Evaluation of a theoretical model to quantify the sources of metabolic cost in walking.

OBJECTIVE: To evaluate the validity of a theoretical model of walking in which the oxygen uptake (V(O2)) is described as a function of speed by an equation in the form y = ax + b, with constant a representing the metabolic cost for performing the walking movement, and constant b representing the sum of the metabolic costs for basal metabolism and maintaining balance and posture. DESIGN: Repeated-measures analysis of variance was used to analyze our theoretical model. In a human exercise research laboratory, 12 healthy male subjects walked on a level treadmill at speeds of 0.39-1.83 m/sec under a control condition, while wearing "instability" shoes with peripheral vision obstructed, and with 2-kg weights around each wrist. Total transported mass was the same under each condition through the carriage of 4 kg in a back pack during the control and instability conditions.
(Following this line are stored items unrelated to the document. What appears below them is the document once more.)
// crates/oracle-core/src/lib.rs
// ============================================================================
// Module: Oracle Core
// Description: Shared identifiers, timestamps, canonical hashing, and domain
//              vocabulary used across every Oracle forecasting crate.
// Purpose: Give catalog, ledger, baseline, forecast, resolver, and scorer
//          crates one definition of the primitives they all depend on.
// Dependencies: serde, serde_jcs, sha2, thiserror, time
// ============================================================================

//! ## Overview
//! `oracle-core` has no forecasting logic of its own. It is the seam every
//! other crate in this workspace depends on for identifiers, canonical
//! hashing, and timestamp handling, so that a `forecast_id` computed in
//! `oracle-forecast` and a `forecast_id` read back in `oracle-scorer` are
//! guaranteed to be the same type.

pub mod domain;
pub mod hashing;
pub mod identifiers;
pub mod time;

pub use domain::EventType;
pub use domain::ForecastSourceType;
pub use domain::ResolutionMode;
pub use domain::StalenessDecay;
pub use domain::UNKNOWN_OUTCOME;
pub use hashing::DEFAULT_HASH_ALGORITHM;
pub use hashing::HashAlgorithm;
pub use hashing::HashDigest;
pub use hashing::HashError;
pub use hashing::canonical_json_bytes;
pub use hashing::hash_bytes;
pub use hashing::hash_bytes_prefixed;
pub use hashing::hash_canonical_json;
pub use identifiers::BinId;
pub use identifiers::CorrectionId;
pub use identifiers::EnsembleId;
pub use identifiers::EventId;
pub use identifiers::ForecastId;
pub use identifiers::ForecasterId;
pub use identifiers::ResolutionId;
pub use identifiers::RunId;
pub use time::TimestampParseError;
pub use time::format_compact_date;
pub use time::format_utc;
pub use time::is_lookahead;
pub use time::parse_utc;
Outcome was determined by equations describing (V(O2)) as a function of speed and by kinematics of the center of mass. RESULTS: The constant b was higher (P < 0.01) for the instability condition than the other conditions, but constant a did not differ among the conditions. However, external work was greatest (P < 0.05) for the instability condition. CONCLUSIONS: Because the kinematic data demonstrate that the instability condition increased the metabolic cost for performing the walking movement compared with the control condition, and there was no difference among conditions in constant a, the theoretical model seems invalid.